• _Problem to work on_
When checking the entries below, count every line with the word "into", then give only that number.

• _Collected data_
_ _ _ _ _ _ _
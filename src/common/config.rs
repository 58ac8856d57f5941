//! Configuration for helmsman components
//!
//! Values are layered: serde defaults, then an optional TOML file, then
//! `HELMSMAN__*` environment variables (e.g. `HELMSMAN__ELECTION__TICK_INTERVAL_MS`).

use crate::common::{Error, Result, RetryPolicy};
use serde::{Deserialize, Serialize};
use std::collections::HashSet;
use std::net::SocketAddr;
use std::path::Path;
use std::time::Duration;

/// Global configuration
#[derive(Debug, Clone, Serialize, Deserialize)]
pub struct Config {
    /// Node ID (unique identifier)
    #[serde(default = "default_node_id")]
    pub node_id: String,

    /// Logging level
    #[serde(default = "default_log_level")]
    pub log_level: String,

    #[serde(default)]
    pub coordinator: CoordinatorConfig,

    /// Statically known cluster members
    #[serde(default)]
    pub members: Vec<MemberConfig>,

    #[serde(default)]
    pub membership: MembershipConfig,

    #[serde(default)]
    pub election: ElectionConfig,

    /// Policy used when waiting for the service to come back up
    #[serde(default)]
    pub liveness: RetryPolicy,

    #[serde(default)]
    pub volumes: VolumeConfig,

    /// Agents available for task placement
    #[serde(default)]
    pub agents: Vec<AgentConfig>,
}

fn default_node_id() -> String {
    "coord-1".to_string()
}

fn default_log_level() -> String {
    "info".to_string()
}

impl Default for Config {
    fn default() -> Self {
        Self {
            node_id: default_node_id(),
            log_level: default_log_level(),
            coordinator: CoordinatorConfig::default(),
            members: Vec::new(),
            membership: MembershipConfig::default(),
            election: ElectionConfig::default(),
            liveness: RetryPolicy::default(),
            volumes: VolumeConfig::default(),
            agents: Vec::new(),
        }
    }
}

impl Config {
    /// Load configuration from an optional TOML file plus environment overrides
    pub fn load(path: Option<&Path>) -> Result<Self> {
        let mut builder = config::Config::builder();

        if let Some(path) = path {
            builder = builder.add_source(config::File::from(path).required(true));
        }

        builder = builder.add_source(
            config::Environment::with_prefix("HELMSMAN")
                .separator("__")
                .try_parsing(true),
        );

        let config: Config = builder.build()?.try_deserialize()?;
        config.validate()?;
        Ok(config)
    }

    pub fn validate(&self) -> Result<()> {
        let mut seen = HashSet::new();
        for member in &self.members {
            if member.id.is_empty() {
                return Err(Error::InvalidConfig("member id cannot be empty".into()));
            }
            if !seen.insert(member.id.as_str()) {
                return Err(Error::InvalidConfig(format!(
                    "duplicate member id: {}",
                    member.id
                )));
            }
        }

        if self.membership.heartbeat_timeout_ms == 0 {
            return Err(Error::InvalidConfig(
                "heartbeat timeout must be positive".into(),
            ));
        }
        if self.election.tick_interval_ms == 0 {
            return Err(Error::InvalidConfig(
                "election tick interval must be positive".into(),
            ));
        }

        self.liveness.validate()?;
        self.volumes.destroy_retry.validate()?;
        Ok(())
    }
}

/// Eligibility of a member to lead
#[derive(Debug, Clone, Copy, PartialEq, Eq, Hash, Serialize, Deserialize)]
#[serde(rename_all = "snake_case")]
pub enum MemberRole {
    /// Votes and may become leader
    LeaderEligible,
    /// Replicates state but never leads or votes
    Follower,
    /// Tracked for reachability only
    Observer,
}

impl MemberRole {
    pub fn is_leader_eligible(&self) -> bool {
        matches!(self, MemberRole::LeaderEligible)
    }
}

impl std::fmt::Display for MemberRole {
    fn fmt(&self, f: &mut std::fmt::Formatter<'_>) -> std::fmt::Result {
        match self {
            MemberRole::LeaderEligible => write!(f, "leader_eligible"),
            MemberRole::Follower => write!(f, "follower"),
            MemberRole::Observer => write!(f, "observer"),
        }
    }
}

/// Placement role of an agent
#[derive(Debug, Clone, Copy, PartialEq, Eq, Hash, Serialize, Deserialize)]
#[serde(rename_all = "lowercase")]
pub enum AgentRole {
    Public,
    Private,
}

impl std::fmt::Display for AgentRole {
    fn fmt(&self, f: &mut std::fmt::Formatter<'_>) -> std::fmt::Result {
        match self {
            AgentRole::Public => write!(f, "public"),
            AgentRole::Private => write!(f, "private"),
        }
    }
}

/// Coordinator configuration
#[derive(Debug, Clone, Serialize, Deserialize)]
pub struct CoordinatorConfig {
    /// Bind address for HTTP API
    #[serde(default = "default_bind_addr")]
    pub bind_addr: SocketAddr,

    /// Requests taking longer are answered with 408
    #[serde(default = "default_request_timeout")]
    pub request_timeout_ms: u64,

    /// Maximum accepted request body size
    #[serde(default = "default_max_body_bytes")]
    pub max_body_bytes: usize,
}

fn default_bind_addr() -> SocketAddr {
    SocketAddr::from(([0, 0, 0, 0], 8080))
}
fn default_request_timeout() -> u64 {
    10_000
}
fn default_max_body_bytes() -> usize {
    1024 * 1024
}

impl Default for CoordinatorConfig {
    fn default() -> Self {
        Self {
            bind_addr: default_bind_addr(),
            request_timeout_ms: default_request_timeout(),
            max_body_bytes: default_max_body_bytes(),
        }
    }
}

impl CoordinatorConfig {
    pub fn request_timeout(&self) -> Duration {
        Duration::from_millis(self.request_timeout_ms)
    }
}

#[derive(Debug, Clone, PartialEq, Eq, Serialize, Deserialize)]
pub struct MemberConfig {
    pub id: String,
    pub address: String,
    #[serde(default = "default_member_role")]
    pub role: MemberRole,
}

fn default_member_role() -> MemberRole {
    MemberRole::LeaderEligible
}

#[derive(Debug, Clone, Serialize, Deserialize)]
pub struct MembershipConfig {
    /// Heartbeat age after which a member is considered unreachable
    #[serde(default = "default_heartbeat_timeout")]
    pub heartbeat_timeout_ms: u64,

    /// How often stale heartbeats are swept
    #[serde(default = "default_expiry_interval")]
    pub expiry_interval_ms: u64,
}

fn default_heartbeat_timeout() -> u64 {
    5_000
}
fn default_expiry_interval() -> u64 {
    1_000
}

impl Default for MembershipConfig {
    fn default() -> Self {
        Self {
            heartbeat_timeout_ms: default_heartbeat_timeout(),
            expiry_interval_ms: default_expiry_interval(),
        }
    }
}

impl MembershipConfig {
    pub fn heartbeat_timeout(&self) -> Duration {
        Duration::from_millis(self.heartbeat_timeout_ms)
    }
}

#[derive(Debug, Clone, Serialize, Deserialize)]
pub struct ElectionConfig {
    /// Interval between election evaluations
    #[serde(default = "default_tick_interval")]
    pub tick_interval_ms: u64,

    /// Random jitter added to each tick
    #[serde(default = "default_tick_jitter")]
    pub tick_jitter_ms: u64,

    /// Bound on how long a leader change may take to become visible
    #[serde(default = "default_reelection_window")]
    pub reelection_window_ms: u64,
}

fn default_tick_interval() -> u64 {
    200
}
fn default_tick_jitter() -> u64 {
    100
}
fn default_reelection_window() -> u64 {
    10_000
}

impl Default for ElectionConfig {
    fn default() -> Self {
        Self {
            tick_interval_ms: default_tick_interval(),
            tick_jitter_ms: default_tick_jitter(),
            reelection_window_ms: default_reelection_window(),
        }
    }
}

impl ElectionConfig {
    /// Fixed-interval polling bounded by the re-election window
    pub fn reelection_policy(&self) -> RetryPolicy {
        let interval = Duration::from_millis(self.tick_interval_ms);
        let window = Duration::from_millis(self.reelection_window_ms);
        let attempts = (self.reelection_window_ms / self.tick_interval_ms.max(1)).max(1) as usize;
        RetryPolicy::fixed(attempts + 1, interval).with_deadline(window)
    }
}

#[derive(Debug, Clone, Serialize, Deserialize)]
pub struct VolumeConfig {
    /// Time the storage backend keeps a detached device busy
    #[serde(default)]
    pub release_delay_ms: u64,

    /// Retry policy for destroy while the backend still holds the device
    #[serde(default = "default_destroy_retry")]
    pub destroy_retry: RetryPolicy,
}

fn default_destroy_retry() -> RetryPolicy {
    RetryPolicy::exponential(10, Duration::from_millis(500), Duration::from_secs(30))
}

impl Default for VolumeConfig {
    fn default() -> Self {
        Self {
            release_delay_ms: 0,
            destroy_retry: default_destroy_retry(),
        }
    }
}

#[derive(Debug, Clone, PartialEq, Eq, Serialize, Deserialize)]
pub struct AgentConfig {
    pub host: String,
    #[serde(default = "default_agent_role")]
    pub role: AgentRole,
}

fn default_agent_role() -> AgentRole {
    AgentRole::Private
}

#[cfg(test)]
mod tests {
    use super::*;
    use std::io::Write;

    #[test]
    fn test_defaults() {
        let config = Config::default();
        assert_eq!(config.node_id, "coord-1");
        assert_eq!(config.membership.heartbeat_timeout_ms, 5_000);
        assert_eq!(config.election.tick_interval_ms, 200);
        assert!(config.members.is_empty());
        assert!(config.validate().is_ok());
    }

    #[test]
    fn test_load_from_file() {
        let mut file = tempfile::Builder::new().suffix(".toml").tempfile().unwrap();
        write!(
            file,
            r#"
            node_id = "coord-7"

            [coordinator]
            bind_addr = "127.0.0.1:9090"

            [[members]]
            id = "m1"
            address = "10.0.0.1:8080"

            [[members]]
            id = "m2"
            address = "10.0.0.2:8080"
            role = "observer"

            [election]
            reelection_window_ms = 3000

            [[agents]]
            host = "10.0.1.1"
            role = "public"
            "#
        )
        .unwrap();

        let config = Config::load(Some(file.path())).unwrap();
        assert_eq!(config.node_id, "coord-7");
        assert_eq!(config.coordinator.bind_addr.port(), 9090);
        assert_eq!(config.members.len(), 2);
        assert_eq!(config.members[0].role, MemberRole::LeaderEligible);
        assert_eq!(config.members[1].role, MemberRole::Observer);
        assert_eq!(config.election.reelection_window_ms, 3000);
        assert_eq!(config.election.tick_interval_ms, 200);
        assert_eq!(config.agents[0].role, AgentRole::Public);
    }

    #[test]
    fn test_load_wait_policies() {
        let mut file = tempfile::Builder::new().suffix(".toml").tempfile().unwrap();
        write!(
            file,
            r#"
            [liveness]
            max_attempts = 5
            base_delay_ms = 250
            max_delay_ms = 250
            backoff = "fixed"
            deadline_ms = 2000

            [volumes]
            release_delay_ms = 100

            [volumes.destroy_retry]
            max_attempts = 4
            base_delay_ms = 50
            max_delay_ms = 400
            "#
        )
        .unwrap();

        let config = Config::load(Some(file.path())).unwrap();
        assert_eq!(
            config.liveness,
            RetryPolicy::fixed(5, Duration::from_millis(250))
                .with_deadline(Duration::from_secs(2))
        );
        assert_eq!(config.volumes.release_delay_ms, 100);
        assert_eq!(
            config.volumes.destroy_retry,
            RetryPolicy::exponential(4, Duration::from_millis(50), Duration::from_millis(400))
        );
    }

    #[test]
    fn test_duplicate_member_rejected() {
        let mut config = Config::default();
        let member = MemberConfig {
            id: "m1".into(),
            address: "a".into(),
            role: MemberRole::LeaderEligible,
        };
        config.members = vec![member.clone(), member];
        assert!(matches!(config.validate(), Err(Error::InvalidConfig(_))));
    }

    #[test]
    fn test_reelection_policy_is_bounded() {
        let election = ElectionConfig {
            tick_interval_ms: 100,
            tick_jitter_ms: 0,
            reelection_window_ms: 1000,
        };
        let policy = election.reelection_policy();
        assert_eq!(policy.max_attempts, 11);
        assert_eq!(policy.deadline(), Some(Duration::from_millis(1000)));
    }
}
_ _ _ _ _ _ _
• _Response to the exercise_
5